> **What to do**
Every record here needs to be duplicated exactly.

[Records excerpted from a collection]
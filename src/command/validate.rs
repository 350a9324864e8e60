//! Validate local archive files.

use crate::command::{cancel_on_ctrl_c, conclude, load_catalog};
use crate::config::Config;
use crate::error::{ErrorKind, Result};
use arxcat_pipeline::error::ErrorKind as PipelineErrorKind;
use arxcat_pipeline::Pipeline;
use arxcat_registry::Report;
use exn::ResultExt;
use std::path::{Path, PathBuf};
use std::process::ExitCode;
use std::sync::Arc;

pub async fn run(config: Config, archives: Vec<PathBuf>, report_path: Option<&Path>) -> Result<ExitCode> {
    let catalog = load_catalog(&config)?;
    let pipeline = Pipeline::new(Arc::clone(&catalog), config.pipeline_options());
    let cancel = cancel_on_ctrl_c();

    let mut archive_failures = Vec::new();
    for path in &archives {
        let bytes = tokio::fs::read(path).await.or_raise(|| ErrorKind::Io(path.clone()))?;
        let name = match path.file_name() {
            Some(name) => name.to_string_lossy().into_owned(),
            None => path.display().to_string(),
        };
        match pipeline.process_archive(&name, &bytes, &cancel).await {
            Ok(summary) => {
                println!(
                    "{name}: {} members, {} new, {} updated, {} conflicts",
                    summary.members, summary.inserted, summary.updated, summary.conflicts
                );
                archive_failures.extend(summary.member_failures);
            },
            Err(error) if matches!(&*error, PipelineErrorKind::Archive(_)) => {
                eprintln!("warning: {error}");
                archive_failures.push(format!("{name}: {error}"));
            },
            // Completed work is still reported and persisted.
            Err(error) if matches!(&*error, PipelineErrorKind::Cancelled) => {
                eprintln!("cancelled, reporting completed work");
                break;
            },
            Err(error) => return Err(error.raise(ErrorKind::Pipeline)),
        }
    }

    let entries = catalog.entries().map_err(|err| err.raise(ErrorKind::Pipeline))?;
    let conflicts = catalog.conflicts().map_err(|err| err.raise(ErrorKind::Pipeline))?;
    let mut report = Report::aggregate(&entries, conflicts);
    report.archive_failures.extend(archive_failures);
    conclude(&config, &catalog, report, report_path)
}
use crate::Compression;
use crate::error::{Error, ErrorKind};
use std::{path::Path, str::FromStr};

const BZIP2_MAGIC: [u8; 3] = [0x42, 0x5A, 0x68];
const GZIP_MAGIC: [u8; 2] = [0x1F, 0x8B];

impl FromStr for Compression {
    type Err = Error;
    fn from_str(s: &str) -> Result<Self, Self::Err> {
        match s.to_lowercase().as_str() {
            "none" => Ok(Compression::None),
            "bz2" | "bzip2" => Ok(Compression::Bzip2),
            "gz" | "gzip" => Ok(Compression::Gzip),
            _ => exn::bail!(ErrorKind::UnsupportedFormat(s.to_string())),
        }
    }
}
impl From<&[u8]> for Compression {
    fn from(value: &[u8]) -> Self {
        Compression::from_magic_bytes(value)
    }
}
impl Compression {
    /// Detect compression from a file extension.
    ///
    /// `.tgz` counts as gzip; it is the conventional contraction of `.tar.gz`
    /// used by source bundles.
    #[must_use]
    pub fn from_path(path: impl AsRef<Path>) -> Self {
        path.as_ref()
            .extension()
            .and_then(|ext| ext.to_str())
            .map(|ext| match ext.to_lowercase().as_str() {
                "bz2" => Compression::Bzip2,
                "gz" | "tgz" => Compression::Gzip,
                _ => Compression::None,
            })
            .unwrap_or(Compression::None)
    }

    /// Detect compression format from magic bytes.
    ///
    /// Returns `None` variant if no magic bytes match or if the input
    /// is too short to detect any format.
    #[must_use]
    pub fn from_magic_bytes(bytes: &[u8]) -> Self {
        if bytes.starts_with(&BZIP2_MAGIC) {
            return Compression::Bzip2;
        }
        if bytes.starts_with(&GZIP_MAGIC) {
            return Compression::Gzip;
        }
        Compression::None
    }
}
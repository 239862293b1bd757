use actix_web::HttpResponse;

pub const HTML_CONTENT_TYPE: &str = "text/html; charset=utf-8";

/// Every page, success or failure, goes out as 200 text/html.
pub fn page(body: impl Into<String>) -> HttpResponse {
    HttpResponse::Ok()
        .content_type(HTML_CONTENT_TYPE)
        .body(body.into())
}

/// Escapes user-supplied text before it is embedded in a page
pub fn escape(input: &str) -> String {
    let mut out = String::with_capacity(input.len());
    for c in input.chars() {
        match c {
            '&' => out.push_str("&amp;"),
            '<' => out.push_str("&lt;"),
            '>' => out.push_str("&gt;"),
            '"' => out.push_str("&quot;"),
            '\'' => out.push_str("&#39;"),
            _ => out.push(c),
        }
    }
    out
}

> **Response for this exercise**
filename src/command/validate.rs
repository 350a9324864e8e60
//! Validate local archive files.

use crate::command::{cancel_on_ctrl_c, conclude, load_catalog};
use crate::config::Config;
use crate::error::{ErrorKind, Result};
use arxcat_pipeline::error::ErrorKind as PipelineErrorKind;
use arxcat_pipeline::Pipeline;
use arxcat_registry::Report;
use exn::ResultExt;
use std::path::{Path, PathBuf};
use std::process::ExitCode;
use std::sync::Arc;

pub async fn run(config: Config, archives: Vec<PathBuf>, report_path: Option<&Path>) -> Result<ExitCode> {
    let catalog = load_catalog(&config)?;
    let pipeline = Pipeline::new(Arc::clone(&catalog), config.pipeline_options());
    let cancel = cancel_on_ctrl_c();

    let mut archive_failures = Vec::new();
    for path in &archives {
        let bytes = tokio::fs::read(path).await.or_raise(|| ErrorKind::Io(path.clone()))?;
        let name = match path.file_name() {
            Some(name) => name.to_string_lossy().into_owned(),
            None => path.display().to_string(),
        };
        match pipeline.process_archive(&name, &bytes, &cancel).await {
            Ok(summary) => {
                println!(
                    "{name}: {} members, {} new, {} updated, {} conflicts",
                    summary.members, summary.inserted, summary.updated, summary.conflicts
                );
                archive_failures.extend(summary.member_failures);
            },
            Err(error) if matches!(&*error, PipelineErrorKind::Archive(_)) => {
                eprintln!("warning: {error}");
                archive_failures.push(format!("{name}: {error}"));
            },
            // Completed work is still reported and persisted.
            Err(error) if matches!(&*error, PipelineErrorKind::Cancelled) => {
                eprintln!("cancelled, reporting completed work");
                break;
            },
            Err(error) => return Err(error.raise(ErrorKind::Pipeline)),
        }
    }

    let entries = catalog.entries().map_err(|err| err.raise(ErrorKind::Pipeline))?;
    let conflicts = catalog.conflicts().map_err(|err| err.raise(ErrorKind::Pipeline))?;
    let mut report = Report::aggregate(&entries, conflicts);
    report.archive_failures.extend(archive_failures);
    conclude(&config, &catalog, report, report_path)
}
use crate::Compression;
use crate::error::{Error, ErrorKind};
use std::{path::Path, str::FromStr};

const BZIP2_MAGIC: [u8; 3] = [0x42, 0x5A, 0x68];
const GZIP_MAGIC: [u8; 2] = [0x1F, 0x8B];

impl FromStr for Compression {
    type Err = Error;
    fn from_str(s: &str) -> Result<Self, Self::Err> {
        match s.to_lowercase().as_str() {
            "none" => Ok(Compression::None),
            "bz2" | "bzip2" => Ok(Compression::Bzip2),
            "gz" | "gzip" => Ok(Compression::Gzip),
            _ => exn::bail!(ErrorKind::UnsupportedFormat(s.to_string())),
        }
    }
}
impl From<&[u8]> for Compression {
    fn from(value: &[u8]) -> Self {
        Compression::from_magic_bytes(value)
    }
}
impl Compression {
    /// Detect compression from a file extension.
    ///
    /// `.tgz` counts as gzip; it is the conventional contraction of `.tar.gz`
    /// used by source bundles.
    #[must_use]
    pub fn from_path(path: impl AsRef<Path>) -> Self {
        path.as_ref()
            .extension()
            .and_then(|ext| ext.to_str())
            .map(|ext| match ext.to_lowercase().as_str() {
                "bz2" => Compression::Bzip2,
                "gz" | "tgz" => Compression::Gzip,
                _ => Compression::None,
            })
            .unwrap_or(Compression::None)
    }

    /// Detect compression format from magic bytes.
    ///
    /// Returns `None` variant if no magic bytes match or if the input
    /// is too short to detect any format.
    #[must_use]
    pub fn from_magic_bytes(bytes: &[u8]) -> Self {
        if bytes.starts_with(&BZIP2_MAGIC) {
            return Compression::Bzip2;
        }
        if bytes.starts_with(&GZIP_MAGIC) {
            return Compression::Gzip;
        }
        Compression::None
    }
}
repository 239862293b1bd757
use actix_web::HttpResponse;

pub const HTML_CONTENT_TYPE: &str = "text/html; charset=utf-8";

/// Every page, success or failure, goes out as 200 text/html.
pub fn page(body: impl Into<String>) -> HttpResponse {
    HttpResponse::Ok()
        .content_type(HTML_CONTENT_TYPE)
        .body(body.into())
}

/// Escapes user-supplied text before it is embedded in a page
pub fn escape(input: &str) -> String {
    let mut out = String::with_capacity(input.len());
    for c in input.chars() {
        match c {
            '&' => out.push_str("&amp;"),
            '<' => out.push_str("&lt;"),
            '>' => out.push_str("&gt;"),
            '"' => out.push_str("&quot;"),
            '\'' => out.push_str("&#39;"),
            _ => out.push(c),
        }
    }
    out
}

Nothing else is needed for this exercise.